Work request: Each line of the entries, from the first to the line containing "use resilient_locator::matcher::describe_record;", is to be transcribed exactly as it stands; include no other lines.

Dataset content:
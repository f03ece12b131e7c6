use std::sync::Arc;

use resilient_locator::browser::locator::{Locator, PageAction};
use resilient_locator::context::EngineSettings;
use resilient_locator::error::{HealingOutcome, ResolveError};
use resilient_locator::matcher::describe_record;
use resilient_locator::resolver::{ActionKind, LocatorResolver, StrategyKind, strategy_chain};
use resilient_locator::trace::logger::TraceLogger;

mod common;

use common::{
    FailingEmbedder, FakePage, VectorTableEmbedder, add_to_cart_button, context_with, editable, hidden,
    login_button, ngram_context, record, username_field, visible,
};

fn role(role: &str, name: &str) -> Locator {
    Locator::Role {
        role: role.into(),
        name: Some(name.into()),
    }
}

fn label(text: &str) -> Locator {
    Locator::Label { text: text.into() }
}

fn text(text: &str) -> Locator {
    Locator::Text { text: text.into() }
}

// =========================================================================
// Strategy chain
// =========================================================================

#[test]
fn chain_follows_fixed_precedence() {
    let mut r = username_field();
    r.data_attrs.insert("data-test".into(), "username".into());
    r.data_attrs.insert("data-index".into(), "4".into());
    r.value = "standard_user".into();
    r.dom_id = "user-name".into();
    r.dom_class = "input_error form_input".into();
    r.custom_selector = Some("form #user-name".into());

    let kinds: Vec<StrategyKind> = strategy_chain(&r).iter().map(|a| a.kind).collect();
    assert_eq!(
        kinds,
        vec![
            StrategyKind::TestId,
            StrategyKind::Role,
            StrategyKind::Label,
            StrategyKind::Placeholder,
            StrategyKind::Text,
            StrategyKind::DisplayValue,
            StrategyKind::IdExact,
            StrategyKind::IdPartial,
            StrategyKind::ClassExact,
            StrategyKind::ClassPartial,
            StrategyKind::ClassList,
            StrategyKind::Custom,
        ]
    );

    let chain = strategy_chain(&r);
    assert_eq!(
        chain[0].locator,
        Locator::TestId {
            attribute: "data-test".into(),
            value: "username".into()
        }
    );
    assert_eq!(chain[1].locator, role("textbox", "Username"));
    assert_eq!(
        chain[6].locator,
        Locator::Css {
            selector: "[id=\"user-name\"]".into()
        }
    );
    assert_eq!(
        chain[7].locator,
        Locator::Css {
            selector: "[id*=\"user-name\"]".into()
        }
    );
    assert_eq!(
        chain[10].locator,
        Locator::Css {
            selector: ".input_error.form_input".into()
        }
    );
}

#[test]
fn chain_skips_strategies_without_data() {
    let kinds: Vec<StrategyKind> = strategy_chain(&login_button()).iter().map(|a| a.kind).collect();
    assert_eq!(kinds, vec![StrategyKind::Role, StrategyKind::Label, StrategyKind::Text]);
}

#[test]
fn display_value_falls_back_to_sample_value() {
    let mut r = username_field();
    r.sample_value = Some("standard_user".into());
    assert!(strategy_chain(&r).iter().any(|a| a.locator
        == Locator::DisplayValue {
            value: "standard_user".into()
        }));
}

// =========================================================================
// Direct resolution
// =========================================================================

#[test]
fn test_id_beats_label_across_runs() {
    let mut r = login_button();
    r.data_attrs.insert("data-test".into(), "login-button".into());
    let ctx = ngram_context(vec![r]);
    let resolver = LocatorResolver::new(&ctx);

    let test_id = Locator::TestId {
        attribute: "data-test".into(),
        value: "login-button".into(),
    };
    let mut page = FakePage::new("https://www.saucedemo.com/")
        .with(test_id.clone(), visible(1))
        .with(label("Login"), visible(1))
        .with(role("button", "Login"), visible(1));

    for _ in 0..5 {
        let handle = resolver
            .resolve("saucedemo_login_login_login_button", &mut page, ActionKind::Click)
            .unwrap();
        assert_eq!(handle.strategy, StrategyKind::TestId);
        assert_eq!(handle.locator, test_id);
        assert!(!handle.was_healed());
    }
}

#[test]
fn falls_through_strategies_in_order() {
    let ctx = ngram_context(vec![login_button()]);
    let resolver = LocatorResolver::new(&ctx);
    let mut page = FakePage::new("about:blank").with(text("Login"), visible(1));

    let strategy = resolver
        .resolve("saucedemo_login_login_login_button", &mut page, ActionKind::Click)
        .unwrap()
        .strategy;
    assert_eq!(strategy, StrategyKind::Text);
    assert_eq!(page.locate_calls, vec![role("button", "Login"), label("Login"), text("Login")]);
}

#[test]
fn fill_requires_an_editable_match() {
    let ctx = ngram_context(vec![username_field()]);
    let resolver = LocatorResolver::new(&ctx);
    let placeholder = Locator::Placeholder {
        text: "Username".into(),
    };
    let mut page = FakePage::new("about:blank")
        .with(role("textbox", "Username"), visible(1))
        .with(placeholder.clone(), editable());

    let name = "saucedemo_login_username_username_textbox";
    let strategy = resolver.resolve(name, &mut page, ActionKind::Fill).unwrap().strategy;
    assert_eq!(strategy, StrategyKind::Placeholder);

    let strategy = resolver.resolve(name, &mut page, ActionKind::Assert).unwrap().strategy;
    assert_eq!(strategy, StrategyKind::Role);
}

#[test]
fn click_requires_a_visible_match() {
    let ctx = ngram_context(vec![login_button()]);
    let resolver = LocatorResolver::new(&ctx);
    let mut page = FakePage::new("about:blank")
        .with(role("button", "Login"), hidden())
        .with(label("Login"), visible(1));

    let handle = resolver
        .resolve("saucedemo_login_login_login_button", &mut page, ActionKind::Click)
        .unwrap();
    assert_eq!(handle.strategy, StrategyKind::Label);
}

#[test]
fn rejected_locator_counts_as_a_miss() {
    let ctx = ngram_context(vec![login_button()]);
    let resolver = LocatorResolver::new(&ctx);
    let mut page = FakePage::new("about:blank")
        .rejecting(role("button", "Login"))
        .with(label("Login"), visible(1));

    let handle = resolver
        .resolve("saucedemo_login_login_login_button", &mut page, ActionKind::Click)
        .unwrap();
    assert_eq!(handle.strategy, StrategyKind::Label);
}

#[test]
fn broken_session_is_an_error_not_a_miss() {
    let ctx = ngram_context(vec![login_button()]);
    let resolver = LocatorResolver::new(&ctx);
    let mut page = FakePage::new("about:blank");
    page.broken = true;

    let err = resolver
        .resolve("saucedemo_login_login_login_button", &mut page, ActionKind::Click)
        .err()
        .unwrap();
    assert!(matches!(err, ResolveError::Session(_)));
    assert_eq!(page.locate_calls.len(), 1);
}

#[test]
fn multiple_matches_keep_the_first() {
    let ctx = ngram_context(vec![add_to_cart_button()]);
    let resolver = LocatorResolver::new(&ctx);
    let mut page = FakePage::new("about:blank").with(role("button", "Add to cart"), visible(6));

    let handle = resolver
        .resolve("saucedemo_inventory_add_to_cart_add_to_cart_button", &mut page, ActionKind::Click)
        .unwrap();
    assert_eq!(handle.strategy, StrategyKind::Role);
    assert_eq!(handle.facts.count, 6);
}

#[test]
fn handle_acts_through_the_winning_locator() {
    let ctx = ngram_context(vec![username_field(), login_button()]);
    let resolver = LocatorResolver::new(&ctx);
    let mut page = FakePage::new("about:blank")
        .with(role("textbox", "Username"), editable())
        .with(role("button", "Login"), visible(1));

    resolver
        .resolve("saucedemo_login_username_username_textbox", &mut page, ActionKind::Fill)
        .unwrap()
        .fill("standard_user")
        .unwrap();
    resolver
        .resolve("saucedemo_login_login_login_button", &mut page, ActionKind::Click)
        .unwrap()
        .click()
        .unwrap();

    assert_eq!(
        page.actions,
        vec![
            (
                role("textbox", "Username"),
                PageAction::Fill {
                    value: "standard_user".into()
                }
            ),
            (role("button", "Login"), PageAction::Click),
        ]
    );
}

// =========================================================================
// Self-healing
// =========================================================================

#[test]
fn renamed_element_heals_to_login_button() {
    let ctx = ngram_context(vec![username_field(), login_button(), add_to_cart_button()]);
    let resolver = LocatorResolver::new(&ctx);
    let mut page = FakePage::new("https://www.saucedemo.com/").with(role("button", "Login"), visible(1));

    let handle = resolver
        .resolve("saucedemo_login_submit_login_button", &mut page, ActionKind::Click)
        .unwrap();
    assert_eq!(handle.healed_to.as_deref(), Some("saucedemo_login_login_login_button"));
    assert_eq!(handle.strategy, StrategyKind::Role);
    assert_eq!(handle.unique_name, "saucedemo_login_submit_login_button");
}

#[test]
fn healing_below_threshold_reports_not_found() {
    let ctx = ngram_context(vec![login_button(), add_to_cart_button()]).with_settings(EngineSettings {
        healing_threshold: 0.95,
        ..EngineSettings::default()
    });
    let resolver = LocatorResolver::new(&ctx);
    let mut page = FakePage::new("https://www.saucedemo.com/").with(role("button", "Login"), visible(1));

    let err = resolver
        .resolve("saucedemo_login_submit_login_button", &mut page, ActionKind::Click)
        .err()
        .unwrap();
    match err {
        ResolveError::NotFound(e) => {
            assert_eq!(e.unique_name, "saucedemo_login_submit_login_button");
            assert_eq!(e.healing, HealingOutcome::NoCandidate { threshold: 0.95 });
            let msg = e.to_string();
            assert!(msg.contains("saucedemo_login_submit_login_button"));
            assert!(msg.contains("self-healing attempted"));
        }
        other => panic!("expected NotFound, got {:?}", other),
    }
    assert!(page.locate_calls.is_empty(), "no record and no candidate means no page lookups");
}

#[test]
fn healing_threshold_boundary_is_strict() {
    let target = record("p", "go", "Go", "button");
    let description = describe_record(&target);

    let at_threshold = VectorTableEmbedder::new(&[
        ("missing_name", vec![1.0, 0.0, 0.0, 0.0]),
        (description.as_str(), vec![3.0, 9.0, 3.0, 1.0]),
    ]);
    let ctx = context_with(vec![target.clone()], Arc::new(at_threshold));
    let mut page = FakePage::new("about:blank").with(label("Go"), visible(1));
    let err = LocatorResolver::new(&ctx)
        .resolve("missing_name", &mut page, ActionKind::Click)
        .err()
        .unwrap();
    assert!(matches!(
        err,
        ResolveError::NotFound(ref e) if e.healing == HealingOutcome::NoCandidate { threshold: 0.3 }
    ));

    let above = VectorTableEmbedder::new(&[
        ("missing_name", vec![1.0, 0.0, 0.0, 0.0]),
        (description.as_str(), vec![3.0, 8.0, 3.0, 1.0]),
    ]);
    let ctx = context_with(vec![target], Arc::new(above));
    let handle = LocatorResolver::new(&ctx)
        .resolve("missing_name", &mut page, ActionKind::Click)
        .unwrap();
    assert_eq!(handle.healed_to.as_deref(), Some("p_go_go_button"));
}

#[test]
fn healing_is_attempted_at_most_once() {
    let mut stale = record("saucedemo_login", "submit", "Login", "button");
    stale.tag_name = "button".into();
    let ctx = ngram_context(vec![stale, login_button(), add_to_cart_button()]);
    let resolver = LocatorResolver::new(&ctx);
    let mut page = FakePage::new("about:blank");

    let err = resolver
        .resolve("saucedemo_login_submit_login_button", &mut page, ActionKind::Click)
        .err()
        .unwrap();
    match err {
        ResolveError::NotFound(e) => match e.healing {
            HealingOutcome::CandidateFailed { healed_to, score } => {
                assert_eq!(healed_to, "saucedemo_login_submit_login_button");
                assert!(score > 0.3);
            }
            other => panic!("expected CandidateFailed, got {:?}", other),
        },
        other => panic!("expected NotFound, got {:?}", other),
    }
    // three direct attempts, three more on the same record after healing
    assert_eq!(page.locate_calls.len(), 6);

    let _ = resolver.resolve("saucedemo_login_submit_login_button", &mut page, ActionKind::Click);
    assert_eq!(page.locate_calls.len(), 12);
}

#[test]
fn missing_element_is_not_redirected_to_a_sibling() {
    let mut username = username_field();
    username.dom_id = "user-name".into();
    let mut password = record("saucedemo_login", "password", "Password", "textbox");
    password.tag_name = "input".into();
    password.placeholder = "Password".into();
    password.dom_id = "password".into();
    let ctx = ngram_context(vec![username, password]);
    let resolver = LocatorResolver::new(&ctx);
    let mut page = FakePage::new("https://www.saucedemo.com/").with(
        Locator::Css {
            selector: "[id=\"password\"]".into(),
        },
        editable(),
    );

    let err = resolver
        .resolve("saucedemo_login_username_username_textbox", &mut page, ActionKind::Fill)
        .err()
        .unwrap();
    match err {
        ResolveError::NotFound(e) => match e.healing {
            HealingOutcome::CandidateFailed { healed_to, .. } => {
                assert_eq!(healed_to, "saucedemo_login_username_username_textbox");
            }
            other => panic!("expected CandidateFailed, got {:?}", other),
        },
        other => panic!("expected NotFound, got {:?}", other),
    }
    assert!(page.actions.is_empty());
}

#[test]
fn class_list_escapes_leading_digits() {
    let mut r = login_button();
    r.dom_class = "-1col 2up btn-primary".into();
    let chain = strategy_chain(&r);
    let class_list = chain.iter().find(|a| a.kind == StrategyKind::ClassList).unwrap();
    assert_eq!(
        class_list.locator,
        Locator::Css {
            selector: ".-\\31 col.\\32 up.btn-primary".into()
        }
    );
}

#[test]
fn embedding_failure_surfaces_as_not_found() {
    let ctx = context_with(vec![login_button()], Arc::new(FailingEmbedder));
    let resolver = LocatorResolver::new(&ctx);
    let mut page = FakePage::new("about:blank");

    let err = resolver
        .resolve("saucedemo_login_submit_login_button", &mut page, ActionKind::Click)
        .err()
        .unwrap();
    assert!(matches!(
        err,
        ResolveError::NotFound(ref e) if matches!(e.healing, HealingOutcome::Unavailable(_))
    ));
}

// =========================================================================
// Trace output
// =========================================================================

#[test]
fn resolution_trace_is_appended_as_jsonl() {
    let dir = tempfile::tempdir().unwrap();
    let path = dir.path().join("trace.jsonl");
    let ctx = ngram_context(vec![login_button()]).with_tracer(TraceLogger::new(path.to_str().unwrap()));
    let resolver = LocatorResolver::new(&ctx);
    let mut page = FakePage::new("about:blank").with(label("Login"), visible(1));

    resolver
        .resolve("saucedemo_login_login_login_button", &mut page, ActionKind::Click)
        .unwrap();
    let _ = resolver.resolve("zzzz_qqqq", &mut page, ActionKind::Click);

    let content = std::fs::read_to_string(&path).unwrap();
    let lines: Vec<serde_json::Value> = content.lines().map(|l| serde_json::from_str(l).unwrap()).collect();
    assert_eq!(lines.len(), 2);
    assert_eq!(lines[0]["resolved_by"], "label");
    assert_eq!(lines[0]["attempts"].as_array().unwrap().len(), 2);
    assert_eq!(lines[0]["attempts"][0]["outcome"], "missed");
    assert!(lines[1]["failure"].as_str().unwrap().contains("zzzz_qqqq"));
}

Your response:
repository f03ece12b131e7c6
use std::sync::Arc;

use resilient_locator::browser::locator::{Locator, PageAction};
use resilient_locator::context::EngineSettings;
use resilient_locator::error::{HealingOutcome, ResolveError};
use resilient_locator::matcher::describe_record;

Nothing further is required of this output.